Trying to understand 3d indexing

I prepared kernel with thread dimensions 4, 4,1 and iterating over array of dimensionality 16,16,2 and 32 blocks as far as my calculations all should work - all divides without remainder but I get constantly ERROR: Out-of-bounds array access

using CUDA

goldBoolGPU= CuArray(falses(16,16,2));

segmBoolGPU= CuArray(falses(16,16,2));

fn = CuArray([0])

function kernelFunct(goldBoolGPU::CuDeviceArray{Bool, 3, 1}, segmBoolGPU::CuDeviceArray{Bool, 3, 1},fn)

    i= (blockIdx().x) * blockDim().x + threadIdx().x

    j = (blockIdx().y) * blockDim().y + threadIdx().y

    z = (blockIdx().z) * blockDim().z + threadIdx().z 

    if (goldBoolGPU[i,j,z] & !segmBoolGPU[i,j,z] )

        @atomic fn[]+=1    




@cuda threads=(4, 4,1) blocks=32  kernelFunct(goldBoolGPU,segmBoolGPU,fn)


ERROR: Out-of-bounds array access.

Thanks For Help

How did you try debugging this? If I just add a single print statement (@cuprintln "goldBoolGPU[$i,$j,$z]") it’s obvious that you’re just actually indexing your arrays out-of-bounds. You probably want to do (blockIdx().z - 1) * blockDim().z since those values are 1-inded. Generally you also may not be able to perfectly divide your iteration space across blocks, so you’d want a branch that checks if the indices are in bounds.
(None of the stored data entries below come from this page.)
//! Decoding entry points: read, upgrade, assemble
//!
//! Both container forms go through the same upgrade and assembly steps, so a
//! binary mesh and its XML export produce the same [`MeshGeometry`].

use std::path::Path;

use rig2jbeam_core::{CoordinateTransform, Diagnostic};
use tracing::{debug, warn};

use crate::binary::read_binary;
use crate::error::{DecodeError, DecodeResult};
use crate::geometry::MeshGeometry;
use crate::upgrade::upgrade;
use crate::xml::read_xml;

#[derive(Debug, Clone, Copy, PartialEq, Eq)]
pub enum MeshFormat {
    Binary,
    Xml,
}

impl MeshFormat {
    /// Format implied by a file name; anything but `.xml` is binary
    pub fn from_path(path: &Path) -> Self {
        let is_xml = path
            .extension()
            .is_some_and(|ext| ext.eq_ignore_ascii_case("xml"));
        if is_xml {
            MeshFormat::Xml
        } else {
            MeshFormat::Binary
        }
    }

    /// Format implied by the content: XML starts with `<` after whitespace
    pub fn sniff(bytes: &[u8]) -> Self {
        let body = bytes.strip_prefix(b"\xEF\xBB\xBF").unwrap_or(bytes);
        match body.iter().find(|b| !b.is_ascii_whitespace()) {
            Some(b'<') => MeshFormat::Xml,
            _ => MeshFormat::Binary,
        }
    }
}

/// Decode an in-memory mesh
pub fn decode_bytes(
    bytes: &[u8],
    format: MeshFormat,
    name: &str,
    transform: CoordinateTransform,
) -> DecodeResult<MeshGeometry> {
    let mut raw = match format {
        MeshFormat::Binary => read_binary(bytes)?,
        MeshFormat::Xml => {
            let text = std::str::from_utf8(bytes)
                .map_err(|e| DecodeError::XmlError(e.to_string()))?;
            read_xml(text)?
        }
    };
    upgrade(&mut raw);
    let geometry = raw.into_geometry(name, transform)?;
    debug!(
        mesh = name,
        submeshes = geometry.submeshes.len(),
        vertices = geometry.vertex_count(),
        triangles = geometry.triangle_count(),
        "Decoded mesh"
    );
    Ok(geometry)
}

/// Decode a mesh file; the format comes from the extension, then the content
pub fn decode_file(path: &Path, name: &str, transform: CoordinateTransform) -> DecodeResult<MeshGeometry> {
    let bytes = std::fs::read(path)?;
    let format = match MeshFormat::from_path(path) {
        MeshFormat::Xml => MeshFormat::Xml,
        MeshFormat::Binary => MeshFormat::sniff(&bytes),
    };
    decode_bytes(&bytes, format, name, transform)
}

/// Decode a mesh file, falling back to the placeholder cube on any error
///
/// The diagnostic is `Some` exactly when the placeholder was used.
pub fn decode_or_placeholder(
    path: &Path,
    name: &str,
    transform: CoordinateTransform,
) -> (MeshGeometry, Option<Diagnostic>) {
    match decode_file(path, name, transform) {
        Ok(geometry) => (geometry, None),
        Err(err) => {
            warn!(path = %path.display(), error = %err, "Mesh decode failed, using placeholder");
            let diagnostic = Diagnostic::asset(format!(
                "{}: {}; replaced by placeholder cube",
                path.display(),
                err
            ));
            (MeshGeometry::placeholder(name), Some(diagnostic))
        }
    }
}

#[cfg(test)]
mod tests {
    use super::*;
    use crate::binary::fixtures::Fixture;
    use crate::chunk::Endian;
    use rig2jbeam_core::Severity;

    const TRIANGLE_XML: &str = r#"<mesh>
    <submeshes>
        <submesh material="Body" usesharedvertices="false">
            <faces count="1"><face v1="0" v2="1" v3="2" /></faces>
            <geometry vertexcount="3">
                <vertexbuffer positions="true" normals="true" texture_coords="1">
                    <vertex><position x="0" y="0" z="0" /><normal x="0" y="0" z="1" /><texcoord u="0" v="0" /></vertex>
                    <vertex><position x="1" y="0" z="0" /><normal x="0" y="0" z="1" /><texcoord u="1" v="0" /></vertex>
                    <vertex><position x="0" y="1" z="2" /><normal x="0" y="0" z="1" /><texcoord u="0" v="1" /></vertex>
                </vertexbuffer>
            </geometry>
        </submesh>
    </submeshes>
    <submeshnames><submeshname name="body" index="0" /></submeshnames>
</mesh>"#;

    #[test]
    fn test_xml_and_binary_decode_identically() {
        let binary = Fixture::triangle().encode(Endian::Little, "v1.41");
        let transform = CoordinateTransform::SourceToTarget;
        let from_binary = decode_bytes(&binary, MeshFormat::Binary, "body", transform).unwrap();
        let from_xml = decode_bytes(TRIANGLE_XML.as_bytes(), MeshFormat::Xml, "body", transform).unwrap();
        assert_eq!(from_binary, from_xml);
        assert_eq!(from_binary.submeshes[0].positions[2], [0.0, 2.0, 1.0]);
    }

    #[test]
    fn test_legacy_strip_is_upgraded() {
        let mut fixture = Fixture::triangle();
        fixture.positions.push([1.0, 1.0, 0.0]);
        fixture.normals = None;
        fixture.uvs = None;
        fixture.indices = vec![0, 1, 2, 3];
        fixture.operation = Some(5);
        let data = fixture.encode(Endian::Little, "v1.30");

        let geometry = decode_bytes(&data, MeshFormat::Binary, "strip", CoordinateTransform::Identity).unwrap();
        let sub = &geometry.submeshes[0];
        assert_eq!(sub.triangles, vec![[0, 1, 2], [2, 1, 3]]);
        assert_eq!(sub.normals.len(), 4);
    }

    #[test]
    fn test_sniff_and_extension() {
        assert_eq!(MeshFormat::sniff(b"  <mesh>"), MeshFormat::Xml);
        assert_eq!(MeshFormat::sniff(&[0x00, 0x10]), MeshFormat::Binary);
        assert_eq!(MeshFormat::from_path(Path::new("a.MESH.XML")), MeshFormat::Xml);
        assert_eq!(MeshFormat::from_path(Path::new("a.mesh")), MeshFormat::Binary);
    }

    #[test]
    fn test_overflow_falls_back_to_placeholder() {
        let dir = tempfile::tempdir().unwrap();
        let path = dir.path().join("broken.mesh");
        let mut fixture = Fixture::triangle();
        fixture.vertex_count = Some(u32::MAX);
        std::fs::write(&path, fixture.encode(Endian::Little, "v1.41")).unwrap();

        let (geometry, diagnostic) = decode_or_placeholder(&path, "broken", CoordinateTransform::SourceToTarget);
        assert!(geometry.is_placeholder());
        assert_eq!(geometry.triangle_count(), 12);
        let diagnostic = diagnostic.unwrap();
        assert_eq!(diagnostic.severity, Severity::AssetDecode);
        assert!(diagnostic.message.contains("overflows"));
    }

    #[test]
    fn test_missing_file_is_placeholder() {
        let (geometry, diagnostic) =
            decode_or_placeholder(Path::new("/nonexistent/x.mesh"), "x", CoordinateTransform::Identity);
        assert!(geometry.is_placeholder());
        assert!(diagnostic.is_some());
    }
}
Thank You @maleadt for response , and your time for again responding for my question .

I know that I am getting out of bounds, as stated in question , but I just do not understand why, and as far as I was debugging it I got consistently out of bounds for index I but not for j and z.

And i will try to include this minus 1 to indexing as you suggested Thanks !

I did not included bounds checking , as this code will work on medical images where slices are squares with edge of length 256,512 or 1024 so in theory when I iterate with 16 by 16 square over square where edge length is divisible by 16 it should be possible to go through all entries without any remainder if I understand it correctly

You’re creating a 16x16x2 array, but launching 32 blocks of each 4x4x1 threads, while (incorrectly) computing indices that go up to 132 (4x32+4). For y and z the block dimension is 1, so it still goes out of bounds but only by 1.

I recommend adding some print statements to understand how these values are affected by the launch configuration.